7. ESPLODE IL CONTENZIOSO, VERSO IL PROCESSO.
- Nel pieno del dialogo trai due team medici, il 27 giugno il trust richiede un meeting al 1° luglio per fissare una data per l’estubazione: la data fissata è il 5° luglio, nonostante si stesse attendendo la 2nd opinion del Gaslini. Il padre Mohammed annuncia che non permetterà in nessun modo la rimozione del sostegno vitale, che non lascerà la figlia indifesa.
- Il trust viene messo a conoscenza del fatto che il parere del Gaslini è in arrivo e la fondazione informa i genitori il 4 luglio che in attesa del parere il termine dell’estubazione viene spostato al giorno 8.
- La lettera contenente l’avviso del Gaslini viene stesa e spedita da Genova il 5 luglio.
- L’8 luglio i genitori avvisano il trust di voler trasferire la bambina in Italia, il quale nega il trasferimento ma, dopo pressanti richieste, accorda un negoziato, avvisando i genitori che in ogni caso la risoluzione dovrà avvenire alla presenza di un giudice e che possono consigliare legali specializzati in questo tipo di concordato.
- La disponibilità del trust alla mediazione giudiziaria viene però ritirata il giorno dopo, il 9 luglio, sulla base dell’impossibilità di raggiungere una soluzione condivisa, motivo per cui i genitori vengono sostanzialmente sfidati a portare il contenzione in una causa davanti alla corte competente.
- Il 10 luglio il trust acconsente comunque ad un tentativo di mediazione per l’indomani; i genitori richiedono che la discussione alla presenza dei legali avvenga solo dopo il coinvolgimento diretto del Gaslini (probabilmente con una visita alla bambina, già offerta ufficiosamente), ma la richiesta viene rifiutata.
- La mediazione ha luogo l’11 luglio.
- Il 12 luglio i dirigenti del trust e i parenti presenziano alla videoconferenza tra i medici del RLH e del Gaslini, quando si certifica la convergenza diagnostica. Al termine della videoconferenza il trust riferisce ai genitori che non vedono motivo per cambiare la loro linea e che solo una sentenza può decidere il rilascio di Tafida.
- I genitori presentano dunque la loro istanza all’Alta Corte di Londra il 15 luglio in ambito di una vertenza amministrativa sulla libera circolazione dei pazienti cittadini europei.

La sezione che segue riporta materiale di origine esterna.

//! Subscriptions: the externally held cancellation handle of a task.

use std::cell::{Cell, RefCell};
use std::fmt;
use std::rc::{Rc, Weak};

use super::task::{TaskId, TaskState};
use super::Shared;
use crate::runtime::errors::{InvalidTransition, ValidationError};
use crate::util::config::Config;

type Disposer = Box<dyn FnOnce()>;

/// Sets the flag when dropped, including during unwinding.
struct RaiseOnDrop<'a>(&'a Cell<bool>);

impl Drop for RaiseOnDrop<'_> {
    fn drop(&mut self) {
        self.0.set(true);
    }
}

/// State shared between every clone of a [`Subscription`] and the
/// scheduler's arena record of the task.
pub(crate) struct SubscriptionCore {
    task: Option<TaskId>,
    name: Option<String>,
    scheduler: Weak<Shared>,
    validate: bool,
    state: Cell<TaskState>,
    /// Set before any cancellation work starts; guards re-entry.
    cancel_requested: Cell<bool>,
    /// Set after the task is terminal and the disposer has run.
    cancelled: Cell<bool>,
    disposer: RefCell<Option<Disposer>>,
}

impl SubscriptionCore {
    pub(crate) fn for_task(
        task: TaskId,
        name: Option<String>,
        scheduler: Weak<Shared>,
        validate: bool,
    ) -> Self {
        Self {
            task: Some(task),
            name,
            scheduler,
            validate,
            state: Cell::new(TaskState::Created),
            cancel_requested: Cell::new(false),
            cancelled: Cell::new(false),
            disposer: RefCell::new(None),
        }
    }

    fn detached(validate: bool) -> Self {
        Self {
            task: None,
            name: None,
            scheduler: Weak::new(),
            validate,
            state: Cell::new(TaskState::Created),
            cancel_requested: Cell::new(false),
            cancelled: Cell::new(false),
            disposer: RefCell::new(None),
        }
    }

    #[inline]
    pub(crate) fn task(&self) -> Option<TaskId> {
        self.task
    }

    #[inline]
    pub(crate) fn name(&self) -> Option<&str> {
        self.name.as_deref()
    }

    #[inline]
    pub(crate) fn state(&self) -> TaskState {
        self.state.get()
    }

    #[inline]
    pub(crate) fn is_cancelled(&self) -> bool {
        self.cancelled.get()
    }

    #[inline]
    pub(crate) fn is_cancel_requested(&self) -> bool {
        self.cancel_requested.get()
    }

    pub(crate) fn transition(
        &self,
        to: TaskState,
    ) -> Result<(), InvalidTransition> {
        let from = self.state.get();
        if from.can_transition_to(to) {
            self.state.set(to);
            Ok(())
        } else {
            Err(InvalidTransition {
                task: self.task.unwrap_or(TaskId(usize::MAX)),
                from,
                to,
            })
        }
    }

    /// Cancel, cascading through the owning scheduler when there is one.
    pub(crate) fn cancel(self: &Rc<Self>) {
        if self.cancelled.get() || self.cancel_requested.replace(true) {
            return;
        }
        match (self.task, self.scheduler.upgrade()) {
            (Some(_), Some(shared)) => shared.cancel_task(self),
            _ => {
                // No scheduler to cascade through: finalize locally.
                if !self.state().is_terminal() {
                    let _ = self.transition(TaskState::Cancelled);
                }
                self.finish_cancel();
            }
        }
    }

    /// Run the disposer and raise the cancelled flag. The task, if any, is
    /// already terminal or gone from the arena.
    ///
    /// The flag is raised even if the disposer panics.
    pub(crate) fn finish_cancel(&self) {
        if self.cancelled.get() {
            return;
        }
        let _raise = RaiseOnDrop(&self.cancelled);
        let disposer = self.disposer.borrow_mut().take();
        if let Some(disposer) = disposer {
            disposer();
        }
    }

    fn describe(&self) -> String {
        match (self.task, &self.name) {
            (Some(_), Some(name)) => format!("Subscription[{}]", name),
            (Some(task), None) => format!("Subscription[{}]", task),
            (None, _) => "Subscription[detached]".to_string(),
        }
    }
}

/// Cancellation handle for one task or one external registration.
///
/// Clones refer to the same subscription.
#[derive(Clone)]
pub struct Subscription {
    core: Rc<SubscriptionCore>,
}

impl Subscription {
    pub(crate) fn from_core(core: Rc<SubscriptionCore>) -> Self {
        Self { core }
    }

    /// Subscription not tied to any task, e.g. for an external resource that
    /// only needs a disposer.
    pub fn detached(config: &Config) -> Self {
        Self {
            core: Rc::new(SubscriptionCore::detached(config.validate_subscriptions())),
        }
    }

    /// Detached subscription that runs `disposer` on cancellation.
    pub fn with_disposer<F>(
        config: &Config,
        disposer: F,
    ) -> Self
    where
        F: FnOnce() + 'static,
    {
        let subscription = Self::detached(config);
        *subscription.core.disposer.borrow_mut() = Some(Box::new(disposer));
        subscription
    }

    /// Cancel the subscription and, for a task, every descendant task.
    ///
    /// Idempotent. When this returns, the task and all its descendants are
    /// terminal and every disposer involved has run.
    pub fn cancel(&self) {
        self.core.cancel();
    }

    #[inline]
    pub fn is_cancelled(&self) -> bool {
        self.core.is_cancelled()
    }

    /// Register the action run on cancellation.
    ///
    /// With validation enabled, registering on a cancelled subscription or
    /// registering twice is an error. Without validation both are ignored and
    /// the disposer is dropped without running.
    pub fn add_disposer<F>(
        &self,
        disposer: F,
    ) -> Result<(), ValidationError>
    where
        F: FnOnce() + 'static,
    {
        if self.core.is_cancelled() || self.core.is_cancel_requested() {
            if self.core.validate {
                return Err(ValidationError::DisposerOnCancelled {
                    subscription: self.core.describe(),
                });
            }
            return Ok(());
        }
        let mut slot = self.core.disposer.borrow_mut();
        if slot.is_some() {
            if self.core.validate {
                return Err(ValidationError::DuplicateDisposer {
                    subscription: self.core.describe(),
                });
            }
            return Ok(());
        }
        *slot = Some(Box::new(disposer));
        Ok(())
    }

    /// Whether a disposer is waiting to run.
    pub fn has_disposer(&self) -> bool {
        self.core.disposer.borrow().is_some()
    }

    /// The task behind this subscription, if any.
    #[inline]
    pub fn task_id(&self) -> Option<TaskId> {
        self.core.task()
    }

    /// Name retained for the task, if names are enabled.
    #[inline]
    pub fn name(&self) -> Option<&str> {
        self.core.name()
    }

    /// Last observed state of the task. Detached subscriptions move from
    /// `Created` to `Cancelled`.
    #[inline]
    pub fn state(&self) -> TaskState {
        self.core.state()
    }

    /// Whether both handles refer to the same subscription.
    pub fn ptr_eq(
        &self,
        other: &Subscription,
    ) -> bool {
        Rc::ptr_eq(&self.core, &other.core)
    }
}

impl fmt::Debug for Subscription {
    fn fmt(
        &self,
        f: &mut fmt::Formatter<'_>,
    ) -> fmt::Result {
        f.debug_struct("Subscription")
            .field("task", &self.core.task)
            .field("name", &self.core.name)
            .field("state", &self.core.state())
            .field("cancelled", &self.core.is_cancelled())
            .finish()
    }
}

impl fmt::Display for Subscription {
    fn fmt(
        &self,
        f: &mut fmt::Formatter<'_>,
    ) -> fmt::Result {
        f.write_str(&self.core.describe())
    }
}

- Il trust e la divisione dei Servizi Sociali sulla tutela del diritto delle Famiglie e dei Minori (CAFCASS), incaricata di rappresentare l’interesse di Tafida in via indipendente, presentano la loro contro-istanza il giorno dopo in ambito di diritto familiare.

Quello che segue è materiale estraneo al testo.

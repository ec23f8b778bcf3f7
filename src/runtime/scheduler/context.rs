//! Context handed to a task for the duration of one step.

use super::subscription::Subscription;
use super::task::{TaskId, TaskOptions, Work};
use super::Scheduler;

/// Access to the scheduler from inside a running step.
pub struct TaskContext<'a> {
    scheduler: &'a Scheduler,
    task: TaskId,
    execution_count: u32,
}

impl<'a> TaskContext<'a> {
    pub(crate) fn new(
        scheduler: &'a Scheduler,
        task: TaskId,
        execution_count: u32,
    ) -> Self {
        Self {
            scheduler,
            task,
            execution_count,
        }
    }

    /// The running task.
    #[inline]
    pub fn task_id(&self) -> TaskId {
        self.task
    }

    /// Yields counted against the runaway threshold before this step.
    #[inline]
    pub fn execution_count(&self) -> u32 {
        self.execution_count
    }

    /// The scheduler running this task.
    #[inline]
    pub fn scheduler(&self) -> &'a Scheduler {
        self.scheduler
    }

    /// Submit a child of the running task.
    pub fn spawn<W>(
        &self,
        work: W,
    ) -> Subscription
    where
        W: Work + 'static,
    {
        self.spawn_with(TaskOptions::new(), work)
    }

    /// Submit a child of the running task with options. The parent in
    /// `options` is replaced by the running task.
    pub fn spawn_with<W>(
        &self,
        options: TaskOptions,
        work: W,
    ) -> Subscription
    where
        W: Work + 'static,
    {
        self.scheduler
            .submit_with(options.with_parent(self.task), work)
    }

    /// Request cancellation of the running task. It does not run again and
    /// the result of the current step is discarded.
    pub fn cancel_self(&self) {
        self.scheduler.cancel(self.task);
    }

    /// Whether the running task has been cancelled during this step.
    pub fn is_cancelled(&self) -> bool {
        self.scheduler
            .state_of(self.task)
            .map_or(true, |state| state.is_terminal())
    }
}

- La corte della Family Division presieduta dal giudice Alistair MacDonald annuncia un procedimento unico in due vertenze separate e susseguenti il 22 luglio, prevista per settembre e poi regolarmente svoltasi.
Gli episodi più conflittuali del resoconto provengono inevitabilmente dalla testimonianza familiare, prima affidata alle apparizioni televisive, alle interviste sulla stampa britannica e ai comunicati autonomi, poi, per quanto riguarda i mesi di giugno e luglio, resa il giovedì 12 settembre come “evidence” al banco dei testimoni dalla madre Shelina Begum. Senza entrare nel merito di quanto nella prospettiva dei genitori la percezione di questo conflitto possa essere stata influenzata in esasperazioni (sarebbero commenti di carattere meramente speculativo), è evidente che l’alleanza medico-famiglia sia stata incrinata fin dai primi giorni della vicenda. Dei 3 team inglesi che hanno esaminato la bambina (uno solo in consulenza), nessuno ha mai concretamente aperto all’eventualità di una soluzione diversa dalla procedura eutanasica di tipo omissivo. Questo nonostante le valutazioni iniziali si fossero dimostrate infondate e senza registrare come significativa l’evoluzione nella capacità acquisite dalla paziente durante la primavera.